Freedom of contract between employers and employees can itself be established on the natural principle of human respect. This natural principle demands people are free to pursue their own happiness in their own way absent coercion. This ensures a proper harmony of our interests where no one is used as a tool to the desires of others. As the preceding has shown, upholding freedom of contract forms the fundamental basis for the prosperity of the people too. To some this total rejection of ‘fair pay’ may seem farfetched, but if you are still a sceptic, I would ask this: would you ever be morally comfortable in personally stopping a free contract between two adults in order to uphold ‘fair pay’, leaving one of the parties out of their desired job or unemployed? No. So why should the state doing it be any different?
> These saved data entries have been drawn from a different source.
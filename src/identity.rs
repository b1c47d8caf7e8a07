//! Installation identity: the single character that tells installs apart.

use std::fmt;

use crate::error::ConfigError;

/// Identity written into every marker record produced by one agent install.
///
/// Not unique across installs; it only has to distinguish the installs a test
/// configures (`-agentpath:lib=a -agentpath:lib=b`).
#[derive(Copy, Clone, Debug, PartialEq, Eq, Hash)]
pub struct InstallationIdentity(u8);

impl InstallationIdentity {
    pub const DEFAULT: InstallationIdentity = InstallationIdentity(b'a');

    /// Any byte is accepted; it is copied into the record as-is.
    pub const fn new(byte: u8) -> Self {
        Self(byte)
    }

    /// The `id=` option only takes printable ASCII, so a configured
    /// identity always reads back as one visible character.
    pub fn printable(byte: u8) -> Result<Self, ConfigError> {
        if byte.is_ascii_graphic() {
            Ok(Self(byte))
        } else {
            Err(ConfigError::InvalidIdentity(
                String::from_utf8_lossy(&[byte]).into_owned(),
            ))
        }
    }

    /// Takes the first byte of the option string; absent or empty options
    /// give [`InstallationIdentity::DEFAULT`]. A multi-byte UTF-8 character
    /// contributes its lead byte only.
    pub fn from_options(options: Option<&str>) -> Self {
        match options.and_then(|o| o.as_bytes().first()) {
            Some(&byte) => Self(byte),
            None => Self::DEFAULT,
        }
    }

    pub fn byte(self) -> u8 {
        self.0
    }
}

impl Default for InstallationIdentity {
    fn default() -> Self {
        Self::DEFAULT
    }
}

/// Bytes above 0x7f print as their Latin-1 character.
impl fmt::Display for InstallationIdentity {
    fn fmt(&self, f: &mut fmt::Formatter<'_>) -> fmt::Result {
        write!(f, "{}", self.0 as char)
    }
}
An implication of following this natural principle of human respect is the Government must repeal the Trade Disputes Act 1906. This created the right to strike, which essentially ensures employers can never bring legal action against employees for breach of contract. Obviously, though, if you promised to work five days a week and then you strike instead, then you have breached the contract wilfully and should be liable to be fired. Of course, repealing the 1906 Act doesn’t stop people resigning en masse then renegotiating, but it does stop legalised breach of contract and forced bargaining.
Resident doctors and nurses are ultimately campaigning for their own self-interest – not any empty notions of ‘fair pay’ – and there is nothing wrong with that per se. However, Wes Streeting ought to reject their demands to protect the public’s interests from ever higher taxes and more borrowing. Crucially, resident doctors and nurses must all have their contracts renegotiated, with their right to strike stripped from them, to make sure they can’t hold the taxpayer to ransom once again. Nothing short of that will do.